I’m Flippin’, I’m Floppin’, I’m Lovin’ Every Minute of it!

Crissy is confused.

And Crissy is wondering if anyone else has this same problem.

And Crissy would like to say that she knows these pictures are recycled from another post so you don’t have to say it. She just didn’t think it was necessary to take more pictures if she already had them because Crissy is busy doing QOFE things that you Queefs cannot possibly understand unless you have a kid who is bothering the shit out of you right now, a husband, a job, some pets, a house to take care of, and you’re trying to read The Other Boleyn Girl. If you do understand Crissy’s QOFE things then you should call her and make a date to get bombalooed together because Crissy feels like she needs a par-tay.
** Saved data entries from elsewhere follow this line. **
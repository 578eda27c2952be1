// Formula interpreter
//
// Walks a parsed expression against one scenario's variable bindings.
// Evaluation is pure: same tree + same bindings → same result.

use super::functions::{constant, power};
use super::types::{BinaryOp, Expr, UnaryOp};
use std::collections::{BTreeMap, HashMap};
use thiserror::Error;

/// Errors that can occur while evaluating a formula
#[derive(Debug, Clone, Error, PartialEq)]
pub enum EvalError {
    #[error("Unknown identifier: {0}")]
    UnknownIdentifier(String),

    #[error("Division by zero")]
    DivisionByZero,

    #[error("Math domain error in {0}")]
    MathDomain(&'static str),

    #[error("Result is not a finite number")]
    NonFinite,
}

/// Source of variable values for one evaluation
pub trait Bindings {
    fn lookup(&self, name: &str) -> Option<f64>;
}

impl Bindings for BTreeMap<String, f64> {
    fn lookup(&self, name: &str) -> Option<f64> {
        self.get(name).copied()
    }
}

impl Bindings for HashMap<String, f64> {
    fn lookup(&self, name: &str) -> Option<f64> {
        self.get(name).copied()
    }
}

impl Bindings for [(&str, f64)] {
    fn lookup(&self, name: &str) -> Option<f64> {
        self.iter().find(|(n, _)| *n == name).map(|(_, v)| *v)
    }
}

/// Evaluate a whole formula; the final value must be finite.
pub fn evaluate<B: Bindings + ?Sized>(expr: &Expr, bindings: &B) -> Result<f64, EvalError> {
    let value = evaluate_expr(expr, bindings)?;
    if value.is_finite() {
        Ok(value)
    } else {
        Err(EvalError::NonFinite)
    }
}

/// Evaluate a sub-expression. Intermediate infinities are allowed
/// (`x < inf` is legal); only the final result is checked.
pub fn evaluate_expr<B: Bindings + ?Sized>(expr: &Expr, bindings: &B) -> Result<f64, EvalError> {
    match expr {
        Expr::Number(value) => Ok(*value),

        // Scenario variables shadow constants, so a variable named `e` works
        Expr::Name(name) => bindings
            .lookup(name)
            .or_else(|| constant(name))
            .ok_or_else(|| EvalError::UnknownIdentifier(name.clone())),

        Expr::Unary { op, operand } => {
            let value = evaluate_expr(operand, bindings)?;
            Ok(match op {
                UnaryOp::Neg => -value,
                UnaryOp::Pos => value,
                UnaryOp::Not => bool_value(!truthy(value)),
            })
        }

        Expr::Binary { op, left, right } => {
            let l = evaluate_expr(left, bindings)?;
            let r = evaluate_expr(right, bindings)?;
            apply_binary(*op, l, r)
        }

        Expr::Compare { first, rest } => {
            let mut left = evaluate_expr(first, bindings)?;
            for (op, expr) in rest {
                let right = evaluate_expr(expr, bindings)?;
                if !op.apply(left, right) {
                    return Ok(0.0);
                }
                left = right;
            }
            Ok(1.0)
        }

        Expr::And(left, right) => {
            let l = evaluate_expr(left, bindings)?;
            if truthy(l) {
                evaluate_expr(right, bindings)
            } else {
                Ok(l)
            }
        }

        Expr::Or(left, right) => {
            let l = evaluate_expr(left, bindings)?;
            if truthy(l) {
                Ok(l)
            } else {
                evaluate_expr(right, bindings)
            }
        }

        Expr::Conditional {
            condition,
            then,
            otherwise,
        } => {
            if truthy(evaluate_expr(condition, bindings)?) {
                evaluate_expr(then, bindings)
            } else {
                evaluate_expr(otherwise, bindings)
            }
        }

        Expr::Call { function, args } => {
            let values = args
                .iter()
                .map(|arg| evaluate_expr(arg, bindings))
                .collect::<Result<Vec<f64>, EvalError>>()?;
            function.apply(&values)
        }
    }
}

fn apply_binary(op: BinaryOp, l: f64, r: f64) -> Result<f64, EvalError> {
    match op {
        BinaryOp::Add => Ok(l + r),
        BinaryOp::Sub => Ok(l - r),
        BinaryOp::Mul => Ok(l * r),
        BinaryOp::Div => {
            if r == 0.0 {
                return Err(EvalError::DivisionByZero);
            }
            Ok(l / r)
        }
        BinaryOp::FloorDiv => {
            if r == 0.0 {
                return Err(EvalError::DivisionByZero);
            }
            Ok((l / r).floor())
        }
        BinaryOp::Mod => {
            if r == 0.0 {
                return Err(EvalError::DivisionByZero);
            }
            // Result takes the sign of the divisor
            let m = l % r;
            if m != 0.0 && (m < 0.0) != (r < 0.0) {
                Ok(m + r)
            } else {
                Ok(m)
            }
        }
        BinaryOp::Pow => power(l, r, "**"),
    }
}

fn truthy(value: f64) -> bool {
    value != 0.0
}

fn bool_value(flag: bool) -> f64 {
    if flag {
        1.0
    } else {
        0.0
    }
}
Anyway, the problem is this:




It’s Mister’s favorite outfit, his signature look, if you will.

Shirt, no pants or underwear of any kind, paired with slippers, sneakers, or boots. Sometimes socks. Sometimes not socks if he’s feeling particularly sassy that day. Perhaps he could borrow Crissy’s Sockettes sometime. Or maybe the rainbow socks would be cute with this outfit.
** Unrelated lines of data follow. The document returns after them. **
//! In-process pipeline
//!
//! Wires producer, workers and aggregator around one [`MemoryBroker`] in a
//! single runtime. Every component talks to the broker only through the
//! [`Broker`] trait, exactly as it would across processes.

use crate::aggregate::{AggregatorService, Report, ReportSink, Snapshot};
use crate::broker::{connect_with_retry, Broker, Connector, MemoryBroker, MemoryConnector};
use crate::config::PipelineConfig;
use crate::error::PipelineError;
use crate::models::ModelFile;
use crate::producer::{GenerationReport, ScenarioProducer};
use crate::resilience::{shutdown_channel, RetryPolicy, Shutdown};
use crate::scenarios::ScenarioSampler;
use crate::worker::{Worker, WorkerId, WorkerStats};
use std::sync::Arc;
use std::time::Duration;
use tokio::task::JoinHandle;
use tracing::{info, warn};

const DRAIN_POLL: Duration = Duration::from_millis(25);

/// Everything a finished run produced
#[derive(Debug, Clone)]
pub struct PipelineOutcome {
    pub generation: GenerationReport,
    pub workers: Vec<(WorkerId, WorkerStats)>,
    pub report: Report,

    /// Aggregate state at the end of the run
    pub snapshot: Snapshot,
}

impl PipelineOutcome {
    /// Scenarios acknowledged without a result, across all workers
    pub fn dropped(&self) -> u64 {
        self.workers.iter().map(|(_, stats)| stats.dropped).sum()
    }
}

pub struct LocalPipeline {
    config: PipelineConfig,
    workers: usize,
    broker: MemoryBroker,
    sinks: Vec<Arc<dyn ReportSink>>,
}

impl LocalPipeline {
    pub fn new(config: PipelineConfig, workers: usize) -> Self {
        Self {
            config,
            workers: workers.max(1),
            broker: MemoryBroker::new(),
            sinks: Vec::new(),
        }
    }

    pub fn with_sink(mut self, sink: Arc<dyn ReportSink>) -> Self {
        self.sinks.push(sink);
        self
    }

    pub fn broker(&self) -> &MemoryBroker {
        &self.broker
    }

    /// Generate, evaluate and aggregate `model`, returning once every
    /// scenario has been consumed and every result folded in, or once
    /// `shutdown` fires.
    pub async fn run(
        &self,
        model: &ModelFile,
        shutdown: &Shutdown,
    ) -> Result<PipelineOutcome, PipelineError> {
        // Reject bad models before touching any broker state
        model.validate()?;
        ScenarioSampler::new(&model.variables)?;

        let connector: Arc<dyn Connector> = Arc::new(MemoryConnector::new(
            self.broker.clone(),
            self.config.broker_host.clone(),
        ));
        let policy = RetryPolicy::fixed(self.config.reconnect_delay());
        let broker = connect_with_retry(connector.as_ref(), &policy, shutdown).await?;

        // Workers must not pick up a previous run's model
        let mut producer = ScenarioProducer::new(Arc::clone(&broker), &self.config);
        producer.reset().await?;

        let (stop, stopping) = shutdown_channel();

        let mut aggregator = AggregatorService::with_connector(Arc::clone(&connector), &self.config);
        for sink in &self.sinks {
            aggregator = aggregator.with_sink(Arc::clone(sink));
        }
        let aggregator_state = Arc::clone(aggregator.aggregator());
        let aggregator_task = tokio::spawn({
            let stopping = stopping.clone();
            async move { aggregator.run(&stopping).await }
        });

        let base_id = WorkerId::from_process();
        let worker_tasks: Vec<_> = (1..=self.workers)
            .map(|n| {
                let id = base_id.with_suffix(n);
                let mut worker = Worker::with_connector(id, Arc::clone(&connector), &self.config);
                let stopping = stopping.clone();
                tokio::spawn(async move {
                    let stats = worker.run(&stopping).await;
                    (worker.id().clone(), stats)
                })
            })
            .collect();

        let generation = match producer.run(model, shutdown).await {
            Ok(generation) => generation,
            Err(e) => {
                stop.trigger();
                for task in worker_tasks {
                    let _ = task.await;
                }
                let _ = aggregator_task.await;
                return Err(e);
            }
        };

        self.wait_for_drain(broker.as_ref(), &worker_tasks, &aggregator_task, shutdown)
            .await;
        stop.trigger();

        let mut workers = Vec::with_capacity(worker_tasks.len());
        for task in worker_tasks {
            let (id, stats) = task.await?;
            workers.push((id, stats?));
        }
        let report = aggregator_task.await??;

        info!(
            run_id = %generation.run_id,
            published = generation.published,
            aggregated = report.kpis.total_processed,
            "Pipeline finished"
        );
        Ok(PipelineOutcome {
            generation,
            workers,
            report,
            snapshot: aggregator_state.snapshot(),
        })
    }

    /// Wait until scenarios and results are fully consumed.
    ///
    /// Scenarios are checked before results: a worker publishes its result
    /// before acknowledging the scenario, so once no scenario is pending
    /// every result is already in the result queue.
    async fn wait_for_drain<T, A>(
        &self,
        broker: &dyn Broker,
        workers: &[JoinHandle<T>],
        aggregator: &JoinHandle<A>,
        shutdown: &Shutdown,
    ) {
        let scenarios = &self.config.scenario_queue;
        let results = &self.config.result_queue;

        loop {
            let scenarios_done = broker.depth(scenarios).await.is_ok_and(|d| d == 0)
                && self.broker.unacked(scenarios) == 0;
            let results_done = broker.depth(results).await.is_ok_and(|d| d == 0)
                && self.broker.unacked(results) == 0;
            if scenarios_done && results_done {
                return;
            }
            if workers.iter().all(|w| w.is_finished()) {
                warn!("All workers stopped before the scenario queue drained");
                return;
            }
            if aggregator.is_finished() {
                warn!("Aggregator stopped before the result queue drained");
                return;
            }

            tokio::select! {
                _ = shutdown.cancelled() => return,
                _ = tokio::time::sleep(DRAIN_POLL) => {}
            }
        }
    }
}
And Crissy does not think this is a very good look and when she asks Mister to put some pants on for the love of all that is good and decent in this world what exactly makes him think this is acceptable attire she gets this:

“Wha? It’s too cold not to wear a shirt!”

Ah ha.

Mister does not understand that Crissy is not complaining about the shirt. Crissy is grateful that there is at least a shirt.

It is the lack of pants that is problematic because while Mister thinks his danglys are ABSOLUTELY WONDERFUL and should be shared with the world as often as possible, Crissy disagrees.
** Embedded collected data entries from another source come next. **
//! Evaluation worker
//!
//! A worker acquires the model once, then pulls scenarios one at a time,
//! evaluates the formula and publishes a result.
//!
//! # State Machine
//!
//! ```text
//! AcquiringModel -> Ready -> (Consuming <-> Evaluating <-> Publishing) -> Ready
//! ```
//!
//! # Critical Invariants
//!
//! 1. **Single in flight**: the scenario subscription uses the configured
//!    prefetch (1 by default); the broker quota is the only scheduler
//! 2. **Publish before ack**: a crash between the two redelivers the
//!    scenario, so a result may be counted twice (at-least-once)
//! 3. **Failures are dropped**: a scenario that cannot be evaluated is
//!    acknowledged without a result, logged and counted in
//!    [`WorkerStats::dropped`]
//! 4. **Broker loss is not fatal**: the session is re-established through
//!    the worker's [`Connector`] after `reconnect_delay`; only shutdown
//!    ends [`Worker::run`]. Unacknowledged scenarios of the lost session
//!    are redelivered by the broker.

use crate::broker::{
    connect_with_retry, Broker, BrokerError, Connector, Delivery, Persistence, SharedConnector,
};
use crate::config::PipelineConfig;
use crate::distributor::{short_version, ModelDistributor};
use crate::error::PipelineError;
use crate::formula::{Formula, FormulaError, ParseError};
use crate::models::{ModelRecord, ResultMessage, Scenario};
use crate::producer::declare_data_queues;
use crate::resilience::{RetryError, RetryPolicy, Shutdown};
use serde::Serialize;
use std::fmt;
use std::sync::Arc;
use tracing::{debug, error, info, warn};

// ============================================================================
// Identity and state
// ============================================================================

/// Worker identity, stable for the life of the process
#[derive(Debug, Clone, PartialEq, Eq, Hash, Serialize)]
pub struct WorkerId(String);

impl WorkerId {
    /// `"{hostname}-{pid}"`
    pub fn from_process() -> Self {
        let host = hostname::get()
            .ok()
            .and_then(|name| name.into_string().ok())
            .filter(|name| !name.is_empty())
            .unwrap_or_else(|| "localhost".to_string());
        Self(format!("{}-{}", host, std::process::id()))
    }

    /// Distinguish several workers sharing one process.
    pub fn with_suffix(&self, n: usize) -> Self {
        Self(format!("{}-{}", self.0, n))
    }

    pub fn as_str(&self) -> &str {
        &self.0
    }
}

impl From<&str> for WorkerId {
    fn from(id: &str) -> Self {
        Self(id.to_string())
    }
}

impl fmt::Display for WorkerId {
    fn fmt(&self, f: &mut fmt::Formatter<'_>) -> fmt::Result {
        f.write_str(&self.0)
    }
}

#[derive(Debug, Clone, Copy, PartialEq, Eq, Serialize)]
pub enum WorkerState {
    AcquiringModel,
    Ready,
    Consuming,
    Evaluating,
    Publishing,
}

/// Per-worker counters
#[derive(Debug, Clone, Copy, Default, PartialEq, Eq, Serialize)]
pub struct WorkerStats {
    /// Scenarios received
    pub processed: u64,

    /// Results published
    pub published: u64,

    /// Scenarios acknowledged without a result
    pub dropped: u64,
}

/// What happened to one scenario
#[derive(Debug, Clone, PartialEq)]
pub enum Outcome {
    Published(f64),
    Dropped(FormulaError),

    /// Payload was not a JSON object of numbers
    Malformed,
}

// ============================================================================
// Worker
// ============================================================================

struct CompiledModel {
    version: String,
    formula: Result<Formula, ParseError>,
}

pub struct Worker {
    id: WorkerId,
    connector: Arc<dyn Connector>,

    /// Broker of the current session, if connected
    broker: Option<Arc<dyn Broker>>,
    config: PipelineConfig,
    model: Option<CompiledModel>,
    state: WorkerState,
    stats: WorkerStats,
}

impl Worker {
    /// Worker bound to an existing broker handle.
    pub fn new(id: WorkerId, broker: Arc<dyn Broker>, config: &PipelineConfig) -> Self {
        let mut worker = Self::with_connector(
            id,
            Arc::new(SharedConnector::new(Arc::clone(&broker))),
            config,
        );
        worker.broker = Some(broker);
        worker
    }

    /// Worker that connects (and reconnects) through `connector`.
    pub fn with_connector(
        id: WorkerId,
        connector: Arc<dyn Connector>,
        config: &PipelineConfig,
    ) -> Self {
        Self {
            id,
            connector,
            broker: None,
            config: config.clone(),
            model: None,
            state: WorkerState::AcquiringModel,
            stats: WorkerStats::default(),
        }
    }

    pub fn id(&self) -> &WorkerId {
        &self.id
    }

    pub fn state(&self) -> WorkerState {
        self.state
    }

    pub fn stats(&self) -> WorkerStats {
        self.stats
    }

    /// Compile a model; a formula that does not parse is kept as an error
    /// so that every scenario is dropped rather than the worker failing.
    pub fn load_model(&mut self, record: &ModelRecord) {
        let formula = Formula::parse(&record.formula);
        match &formula {
            Ok(_) => info!(
                worker = %self.id,
                version = short_version(&record.version),
                "Model loaded"
            ),
            Err(e) => error!(
                worker = %self.id,
                formula = %record.formula,
                error = %e,
                "Model formula does not parse; every scenario will be dropped"
            ),
        }
        self.model = Some(CompiledModel {
            version: record.version.clone(),
            formula,
        });
        self.state = WorkerState::Ready;
    }

    /// Acquire the model, then consume scenarios until shutdown.
    ///
    /// Broker failures end the current session only; the worker reconnects
    /// and resubscribes, keeping the model it already loaded.
    pub async fn run(&mut self, shutdown: &Shutdown) -> Result<WorkerStats, PipelineError> {
        let policy = RetryPolicy::fixed(self.config.reconnect_delay());

        loop {
            let broker = match self.broker.clone() {
                Some(broker) => broker,
                None => match connect_with_retry(self.connector.as_ref(), &policy, shutdown).await {
                    Ok(broker) => {
                        self.broker = Some(Arc::clone(&broker));
                        broker
                    }
                    Err(RetryError::Cancelled) => break,
                    Err(e) => return Err(e.into()),
                },
            };

            match self.session(&broker, shutdown).await {
                Ok(()) => break,
                Err(e) if e.is_broker_failure() => {
                    self.broker = None;
                    warn!(
                        worker = %self.id,
                        error = %e,
                        delay_ms = self.config.reconnect_delay_ms,
                        "Broker session lost; reconnecting"
                    );
                    tokio::select! {
                        _ = shutdown.cancelled() => break,
                        _ = tokio::time::sleep(self.config.reconnect_delay()) => {}
                    }
                }
                Err(e) => return Err(e),
            }
        }

        self.state = WorkerState::Ready;
        info!(
            worker = %self.id,
            processed = self.stats.processed,
            published = self.stats.published,
            dropped = self.stats.dropped,
            "Worker stopped"
        );
        Ok(self.stats)
    }

    /// One connected session; `Ok` means shutdown was observed.
    async fn session(
        &mut self,
        broker: &Arc<dyn Broker>,
        shutdown: &Shutdown,
    ) -> Result<(), PipelineError> {
        if self.model.is_none() {
            self.state = WorkerState::AcquiringModel;
            info!(worker = %self.id, "Waiting for model");
            let distributor = ModelDistributor::new(Arc::clone(broker), &self.config);
            match distributor.acquire(shutdown).await {
                Ok(record) => self.load_model(&record),
                Err(RetryError::Cancelled) => return Ok(()),
                Err(e) => return Err(e.into()),
            }
        }

        declare_data_queues(broker.as_ref(), &self.config).await?;
        let mut consumer = broker
            .consume(&self.config.scenario_queue, self.config.worker_prefetch)
            .await?;

        loop {
            self.state = WorkerState::Consuming;
            let delivery = tokio::select! {
                biased;
                _ = shutdown.cancelled() => return Ok(()),
                delivery = consumer.recv() => delivery?,
            };
            self.process(&delivery).await?;
            self.state = WorkerState::Ready;
        }
    }

    /// Evaluate one scenario, publish its result if any, and acknowledge it.
    pub async fn process(&mut self, delivery: &Delivery) -> Result<Outcome, PipelineError> {
        let model = self.model.as_ref().ok_or(PipelineError::ModelNotLoaded)?;
        let broker = self
            .broker
            .clone()
            .ok_or_else(|| BrokerError::Connection("worker is not connected".into()))?;
        self.stats.processed += 1;
        self.state = WorkerState::Evaluating;

        let outcome = match serde_json::from_slice::<Scenario>(&delivery.payload) {
            Err(e) => {
                warn!(worker = %self.id, tag = delivery.tag, error = %e, "Malformed scenario dropped");
                Outcome::Malformed
            }
            Ok(scenario) => match evaluate(model, &scenario) {
                Ok(value) => Outcome::Published(value),
                Err(e) => {
                    warn!(worker = %self.id, tag = delivery.tag, error = %e, "Evaluation failed; scenario dropped");
                    Outcome::Dropped(e)
                }
            },
        };

        if let Outcome::Published(value) = outcome {
            self.state = WorkerState::Publishing;
            let payload = serde_json::to_vec(&ResultMessage::new(self.id.as_str(), value))?;
            broker
                .publish(&self.config.result_queue, payload, Persistence::Persistent)
                .await?;
            self.stats.published += 1;
            debug!(worker = %self.id, value, "Result published");
        } else {
            self.stats.dropped += 1;
        }

        broker.ack(delivery).await?;
        Ok(outcome)
    }

    /// Version of the loaded model, if any.
    pub fn model_version(&self) -> Option<&str> {
        self.model.as_ref().map(|m| m.version.as_str())
    }
}

fn evaluate(model: &CompiledModel, scenario: &Scenario) -> Result<f64, FormulaError> {
    match &model.formula {
        Ok(formula) => Ok(formula.evaluate(scenario)?),
        Err(e) => Err(FormulaError::Parse(e.clone())),
    }
}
Crissy thinks that boy’s danglys are so. not. pretty.

Not that Crissy thinks her stuff is all that appealing either but Crissy at least has the good sense to cover that shit up.

But Mister just walks around with



And it’s not just on occasion.


He comes home, he takes off his shoes, he takes off his pants, puts his shoes back on (!), and voila!

He’s flippin’, he’s floppin’, he’s lovin’ every minute of it and Crissy is just trying not to let him get too close to the dinner she’s cooking because nobody wants to eat soup that may or may not have come into contact with Mister’s peenie.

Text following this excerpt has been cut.